Expedition Grundeinkommen: Oder wie mache ich ein Volksbegehren während der Corona-Krise?

Die Initiative „Expedition Grundeinkommen“ hat sich zum Ziel gesetzt in fünf Bundesländern Unterschriften für Volksinitiativen bzw. Volksbegehren zu sammeln, um Modellprojekte zum bedingungslosen Grundeinkommen zu sammeln. Ziel ist, dass in den Bundesländern Hamburg, Schleswig-Holstein, Brandenburg, Berlin und Bremen Volksentscheide stattfinden.

In Hamburg war „Expedition Grundeinkommen“ mit der Volksinitiative, dem ersten Schritt im Verfahren der Volksgesetzgebung bereits erfolgreich.

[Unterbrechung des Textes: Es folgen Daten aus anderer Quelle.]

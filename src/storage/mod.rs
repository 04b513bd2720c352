//! Document log for rosterdb collections
//!
//! Each collection persists to a single append-only file of checksummed
//! records under `<data_dir>/data/<collection>.dat`.
//!
//! # Design Principles
//!
//! - Append-only (no in-place updates)
//! - Checksum-verified on every read
//! - Latest record wins for the same document id
//! - Tombstones mark deletions
//! - fsync before a write is acknowledged
//!
//! Stores replay the log once at open time and keep the live documents in
//! memory; the log is not read again while the store is serving.

mod checksum;
mod errors;
mod reader;
mod record;
mod writer;

pub use checksum::compute_checksum;
pub use errors::{StorageError, StorageErrorCode, StorageResult};
pub use reader::LogReader;
pub use record::LogRecord;
pub use writer::LogWriter;
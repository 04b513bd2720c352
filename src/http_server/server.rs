//! # HTTP Server
//!
//! Combines the student, auth and health routers behind one CORS layer and
//! serves them until Ctrl+C or SIGTERM.

use std::io;
use std::net::SocketAddr;

use axum::http::HeaderValue;
use axum::Router;
use tokio::net::TcpListener;
use tokio::signal;
use tower_http::cors::{AllowOrigin, Any, CorsLayer};

use super::auth_routes::auth_routes;
use super::config::HttpServerConfig;
use super::health_routes::health_routes;
use super::student_routes::student_routes;
use crate::auth::AuthService;
use crate::observability::{Event, Logger};
use crate::student::StudentService;

pub struct HttpServer {
    config: HttpServerConfig,
    router: Router,
}

impl HttpServer {
    pub fn new(config: HttpServerConfig, students: StudentService, auth: AuthService) -> Self {
        let router = Self::build_router(&config, students, auth);
        Self { config, router }
    }

    fn build_router(
        config: &HttpServerConfig,
        students: StudentService,
        auth: AuthService,
    ) -> Router {
        let metrics = students.metrics().clone();

        Router::new()
            .merge(health_routes(metrics))
            .merge(student_routes(students))
            .merge(auth_routes(auth))
            .layer(cors_layer(&config.cors_origins))
    }

    pub fn bind_addr(&self) -> io::Result<SocketAddr> {
        self.config.bind_addr()
    }

    /// The assembled router (for testing)
    pub fn router(self) -> Router {
        self.router
    }

    /// Serves until a shutdown signal arrives and in-flight requests finish.
    pub async fn start(self) -> io::Result<()> {
        let listener = TcpListener::bind(self.bind_addr()?).await?;
        let bound = listener.local_addr()?.to_string();
        Logger::event(Event::Serving, &[("addr", bound.as_str())]);

        axum::serve(listener, self.router)
            .with_graceful_shutdown(shutdown_signal())
            .await
    }
}

fn cors_layer(origins: &[String]) -> CorsLayer {
    let layer = CorsLayer::new().allow_methods(Any).allow_headers(Any);
    if origins.is_empty() {
        layer.allow_origin(Any)
    } else {
        let origins: Vec<HeaderValue> = origins.iter().filter_map(|s| s.parse().ok()).collect();
        layer.allow_origin(AllowOrigin::list(origins))
    }
}

async fn shutdown_signal() {
    let ctrl_c = async {
        if signal::ctrl_c().await.is_err() {
            std::future::pending::<()>().await;
        }
    };

    #[cfg(unix)]
    let terminate = async {
        match signal::unix::signal(signal::unix::SignalKind::terminate()) {
            Ok(mut stream) => {
                stream.recv().await;
            }
            Err(_) => std::future::pending::<()>().await,
        }
    };

    #[cfg(not(unix))]
    let terminate = std::future::pending::<()>();

    tokio::select! {
        _ = ctrl_c => {},
        _ = terminate => {},
    }

    Logger::event(Event::ShutdownStart, &[]);
}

Das Zustandekommen der Initiative wurde bereits bestätigt, es sind 13.421 Unterschriften gesammelt worden. Dort kann es nun zur zweiten Stufe, dem Volksbegehren kommen. In Schleswig-Holstein, Berlin und Brandenburg läuft die Sammlung dagegen noch. 

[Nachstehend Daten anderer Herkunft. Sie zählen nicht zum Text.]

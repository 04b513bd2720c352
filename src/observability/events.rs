//! Observable events
//!
//! Every log line carries one of these names. Names are stable and
//! upper snake case.

use std::fmt;

use super::logger::Severity;

#[derive(Debug, Clone, Copy, PartialEq, Eq)]
pub enum Event {
    // Lifecycle
    StartupBegin,
    ConfigLoaded,
    StoreOpened,
    Serving,
    ShutdownStart,
    StoreClosed,
    ShutdownComplete,
    /// Startup could not complete
    StartupFailed,

    // Student records
    StudentCreated,
    StudentUpdated,
    StudentDeleted,
    StudentsListed,
    StudentFetched,
    SummaryComputed,
    /// Validation, duplicate key or missing record
    StudentRequestRejected,
    /// Persistence failed
    StoreFault,

    // Auth
    UserRegistered,
    LoginSucceeded,
    LoginFailed,
    TokenRejected,
}

impl Event {
    pub fn as_str(&self) -> &'static str {
        match self {
            Event::StartupBegin => "ROSTER_STARTUP_BEGIN",
            Event::ConfigLoaded => "CONFIG_LOADED",
            Event::StoreOpened => "STORE_OPENED",
            Event::Serving => "ROSTER_SERVING",
            Event::ShutdownStart => "SHUTDOWN_START",
            Event::StoreClosed => "STORE_CLOSED",
            Event::ShutdownComplete => "SHUTDOWN_COMPLETE",
            Event::StartupFailed => "STARTUP_FAILED",

            Event::StudentCreated => "STUDENT_CREATED",
            Event::StudentUpdated => "STUDENT_UPDATED",
            Event::StudentDeleted => "STUDENT_DELETED",
            Event::StudentsListed => "STUDENTS_LISTED",
            Event::StudentFetched => "STUDENT_FETCHED",
            Event::SummaryComputed => "SUMMARY_COMPUTED",
            Event::StudentRequestRejected => "STUDENT_REQUEST_REJECTED",
            Event::StoreFault => "STORE_FAULT",

            Event::UserRegistered => "USER_REGISTERED",
            Event::LoginSucceeded => "LOGIN_SUCCEEDED",
            Event::LoginFailed => "LOGIN_FAILED",
            Event::TokenRejected => "TOKEN_REJECTED",
        }
    }

    /// Default severity when logged through `Logger::event`
    pub fn severity(&self) -> Severity {
        match self {
            Event::StartupFailed => Severity::Fatal,
            Event::StoreFault => Severity::Error,
            Event::StudentRequestRejected | Event::LoginFailed | Event::TokenRejected => {
                Severity::Warn
            }
            _ => Severity::Info,
        }
    }

    pub fn is_fatal(&self) -> bool {
        self.severity() == Severity::Fatal
    }
}

impl fmt::Display for Event {
    fn fmt(&self, f: &mut fmt::Formatter<'_>) -> fmt::Result {
        write!(f, "{}", self.as_str())
    }
}
//! Error responses
//!
//! Every failure leaves the server as `{error, code, status, field?}` with
//! the matching HTTP status.

use axum::{
    http::StatusCode,
    response::{IntoResponse, Response},
    Json,
};
use serde::Serialize;

use crate::auth::AuthError;
use crate::student::StudentError;

#[derive(Debug, Clone, PartialEq, Eq, Serialize)]
pub struct ErrorResponse {
    pub error: String,
    pub code: &'static str,
    pub status: u16,
    #[serde(skip_serializing_if = "Option::is_none")]
    pub field: Option<String>,
}

impl ErrorResponse {
    fn into_http(self) -> Response {
        let status =
            StatusCode::from_u16(self.status).unwrap_or(StatusCode::INTERNAL_SERVER_ERROR);
        (status, Json(self)).into_response()
    }
}

impl From<&StudentError> for ErrorResponse {
    fn from(err: &StudentError) -> Self {
        Self {
            error: err.to_string(),
            code: err.code(),
            status: err.status_code(),
            field: err.field().map(str::to_string),
        }
    }
}

impl From<&AuthError> for ErrorResponse {
    fn from(err: &AuthError) -> Self {
        Self {
            error: err.to_string(),
            code: err.code(),
            status: err.status_code(),
            field: match err {
                AuthError::MissingField(field) => Some(field.to_string()),
                _ => None,
            },
        }
    }
}

impl IntoResponse for StudentError {
    fn into_response(self) -> Response {
        ErrorResponse::from(&self).into_http()
    }
}

impl IntoResponse for AuthError {
    fn into_response(self) -> Response {
        ErrorResponse::from(&self).into_http()
    }
}

#[cfg(test)]
mod tests {
    use super::*;

    #[test]
    fn test_student_error_body() {
        let body = ErrorResponse::from(&StudentError::DuplicateKey { field: "email" });
        let json = serde_json::to_value(&body).unwrap();

        assert_eq!(json["error"], "email already exists");
        assert_eq!(json["code"], "DUPLICATE_KEY");
        assert_eq!(json["status"], 409);
        assert_eq!(json["field"], "email");
    }

    #[test]
    fn test_field_omitted_when_absent() {
        let json = serde_json::to_value(ErrorResponse::from(&StudentError::NotFound)).unwrap();
        assert!(json.get("field").is_none());
    }

    #[test]
    fn test_status_carried_to_response() {
        assert_eq!(
            StudentError::NotFound.into_response().status(),
            StatusCode::NOT_FOUND
        );
        assert_eq!(
            AuthError::InvalidToken.into_response().status(),
            StatusCode::FORBIDDEN
        );
    }
}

In Bremen ist der Start für die nahe Zukunft geplant. Durch die Corona-Krise ist das Unterschriftensammeln allerdings nur unter erschwerten Bedinungen möglich. Nun setzt die Initiative darauf, die nötigen Unterschriften per Post zugeschickt zu bekommen. Spannend bleibt, ob das gelingt. Zumindest in Brandenburg und Berlin scheint das zu gelingen.

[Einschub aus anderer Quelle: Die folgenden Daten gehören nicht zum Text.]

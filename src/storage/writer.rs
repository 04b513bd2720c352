//! Append-only log writer with fsync enforcement
//!
//! A write is acknowledged only after the record bytes have been fsynced.
//! The file is never rewritten in place. A failed append is cut back off
//! the end of the file; if that also fails the writer refuses further
//! appends.

use std::collections::HashMap;
use std::fs::{self, File, OpenOptions};
use std::io::{self, Write};
use std::path::{Path, PathBuf};

use super::errors::{StorageError, StorageResult};
use super::reader::LogReader;
use super::record::LogRecord;

/// Writer for one collection log (`<data_dir>/data/<collection>.dat`).
pub struct LogWriter {
    path: PathBuf,
    file: File,
    current_offset: u64,
    fenced: bool,
}

/// The file operations an append needs.
trait LogFile: Write {
    fn sync(&mut self) -> io::Result<()>;
    fn truncate(&mut self, len: u64) -> io::Result<()>;
}

impl LogFile for File {
    fn sync(&mut self) -> io::Result<()> {
        self.sync_all()
    }

    fn truncate(&mut self, len: u64) -> io::Result<()> {
        self.set_len(len)?;
        self.sync_all()
    }
}

/// Outcome of a failed append
#[derive(Debug)]
struct AppendFailure {
    stage: &'static str,
    source: io::Error,
    rolled_back: bool,
}

/// Writes and fsyncs `bytes` at `offset`. On failure the file is truncated
/// back to `offset` so that nothing of the record survives.
fn append_bytes<F: LogFile>(
    file: &mut F,
    offset: u64,
    bytes: &[u8],
) -> Result<(), AppendFailure> {
    let result = match file.write_all(bytes) {
        Ok(()) => file.sync().map_err(|e| ("fsync", e)),
        Err(e) => Err(("write", e)),
    };

    result.map_err(|(stage, source)| AppendFailure {
        stage,
        source,
        rolled_back: file.truncate(offset).is_ok(),
    })
}

impl LogWriter {
    /// Opens or creates the log for `collection` under `data_dir`.
    ///
    /// Creates `<data_dir>/data/` if it does not exist.
    pub fn open(data_dir: &Path, collection: &str) -> StorageResult<Self> {
        let data_subdir = data_dir.join("data");
        let path = data_subdir.join(format!("{}.dat", collection));

        if !data_subdir.exists() {
            fs::create_dir_all(&data_subdir).map_err(|e| {
                StorageError::write_failed(
                    format!("Failed to create data directory: {}", data_subdir.display()),
                    e,
                )
            })?;
        }

        let file = OpenOptions::new()
            .create(true)
            .append(true)
            .open(&path)
            .map_err(|e| {
                StorageError::write_failed(
                    format!("Failed to open log file: {}", path.display()),
                    e,
                )
            })?;

        let current_offset = file
            .metadata()
            .map_err(|e| StorageError::write_failed("Failed to read file metadata", e))?
            .len();

        Ok(Self {
            path,
            file,
            current_offset,
            fenced: false,
        })
    }

    /// Opens the log and replays it, returning the writer and the live documents.
    pub fn open_and_replay(
        data_dir: &Path,
        collection: &str,
    ) -> StorageResult<(Self, HashMap<String, Vec<u8>>)> {
        let writer = Self::open(data_dir, collection)?;
        let live = LogReader::open(&writer.path)?.live_documents()?;
        Ok((writer, live))
    }

    pub fn path(&self) -> &Path {
        &self.path
    }

    pub fn current_offset(&self) -> u64 {
        self.current_offset
    }

    /// Appends a record and fsyncs it. Returns the offset it was written at.
    ///
    /// On failure the partial record is cut back off the file. A writer that
    /// cannot cut it back refuses every later append.
    pub fn append(&mut self, record: &LogRecord) -> StorageResult<u64> {
        if self.fenced {
            return Err(StorageError::write_failed(
                format!("Log is fenced after a failed rollback: {}", self.path.display()),
                io::Error::new(io::ErrorKind::Other, "log fenced"),
            ));
        }

        let serialized = record.serialize();
        let offset = self.current_offset;

        if let Err(failure) = append_bytes(&mut self.file, offset, &serialized) {
            self.fenced = !failure.rolled_back;
            return Err(StorageError::write_failed(
                format!(
                    "{} failed for document {} (rolled back: {})",
                    failure.stage, record.document_id, failure.rolled_back
                ),
                failure.source,
            ));
        }

        self.current_offset += serialized.len() as u64;
        Ok(offset)
    }

    /// Appends a live document version.
    pub fn put(&mut self, document_id: &str, body: Vec<u8>) -> StorageResult<u64> {
        self.append(&LogRecord::put(document_id, body))
    }

    /// Appends a tombstone for `document_id`.
    pub fn delete(&mut self, document_id: &str) -> StorageResult<u64> {
        self.append(&LogRecord::tombstone(document_id))
    }

    /// Flushes outstanding data to disk. Called when a store is closed.
    pub fn sync(&mut self) -> StorageResult<()> {
        self.file
            .sync_all()
            .map_err(|e| StorageError::write_failed("fsync failed on close", e))
    }
}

In Bremen müssten für die erste Stufe 5.000 Unterschriften (plus Puffer) und für das eigentliche Volksbegehren ca. 25.000 Unterschriften gesammelt werden, damit es zum Volksbegehren kommt. Da die Unterschriften des Zulassungsantrages neuerdings auf die Unterschriften des Volksbegehrens angerechnet werden können, ist es etwas einfacher als in früheren Zeiten. In Bremen ist die Herausforderung, dass für finanzwirksame Volksbegehren ein Finanzierungsvorschlag vorgelegt werden muss. Dies ist anders als in anderen Bundesländern.